Today’s Ultra-Low Sulfur Diesel (ULSD) contains 99 percent less sulfur, so it has many different qualities than past diesel fuels. Refining techniques and additives may vary from supplier to supplier, so it’s important to buy your fuel from someone who maintains best practices throughout their storage and distribution process. Also be aware that today’s diesel has an average “shelf life” of about six months, and that extended transportation can change the characteristics of diesel fuel between the refinery and your tank.

Evaluate Your Fuel Source And Fuel Handling Take cleanliness very seriously. Ask the right questions to choose a supplier that uses best practices for fuel storage, distribution and handling.
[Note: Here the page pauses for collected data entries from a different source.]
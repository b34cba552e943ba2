//! Deterministic agent
//!
//! The only path by which a shell command reaches the operating system,
//! and the only path by which the substrate writes files:
//! - Every command passes the coherence gate first; a violation means no
//!   process is spawned and the ledger is untouched
//! - Verified commands run as a literal argv vector, never through a
//!   shell interpreter
//! - Every execution and file mutation is recorded in the ledger before
//!   the outcome is returned

pub mod error;
pub mod executor;
pub mod recorder;

pub use error::AgentError;
pub use executor::{CommandOutcome, DeterministicAgent};
pub use recorder::FileChange;
/// A command failed a safety rule.
///
/// Always raised before any process spawns; the variant is the tagged
/// error kind callers inspect instead of matching on message text.
#[derive(Debug, Clone, PartialEq, Eq, thiserror::Error)]
pub enum InvariantViolation {
    /// The command tokenized to nothing
    #[error("empty command rejected: nothing to prove")]
    EmptyCommand,

    /// A token matched the forbidden set
    #[error("token '{token}' violates a safety invariant")]
    ForbiddenToken {
        /// The forbidden token that matched
        token: String,
    },

    /// The rejoined command contained a shell control character
    #[error("metacharacter '{symbol}' rejected: command must remain a flat argv vector")]
    Metacharacter {
        /// The control sequence that was found
        symbol: String,
    },

    /// The command could not be tokenized at all
    #[error("command could not be tokenized: {reason}")]
    Unparseable {
        /// Why shell-lexical splitting failed
        reason: String,
    },
}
Ensure that your fuel handling systems are clean and use proper filtration.

If you use biodiesel, follow manufacturers’ recommendations. Biodiesel fuel blends vary by state from B2 to B20. Manufacturers recommend B2 to B5 levels. Recommended biodiesel suppliers should meet BQ-9000 standards.

Always Follow Manufacturer Guidelines – They are experts on the unique requirements and maintenance needs for your machine. Make sure all your equipment operators understand and follow the guidelines on fuel for your machine.

Create maintenance logs with established intervals for inspection, cleaning and filter changes. Keep a spare fuel filter on-hand for each engine and use only manufacturer-approved fuel filters and fuel additives. Drain water traps daily. Refill fuel tanks at the end of a work shift to reduce condensation and only use clean fuel containers dedicated for diesel use.

Never Take Your Role For Granted – Everyone has an important part to play. Whether you are involved with bulk fuel or handling supplier’s fuel, doing your part is critical to ensure the uptime and performance you expect on your equipment.

With Tier 4 engines, manufacturers have increased the maintenance responsibilities of the equipment owner/operator. Therefore, proper diesel fuel sourcing, storage and supply are critical. High-quality OEM-recommended fuel filters are the key to engine longevity, but don’t ignore basic fuel handling “hygiene,” such as cleaning fuel nozzles, changing filters regularly and keeping fuel fresh. Also remember that biodiesel blends require a new level of maintenance needs.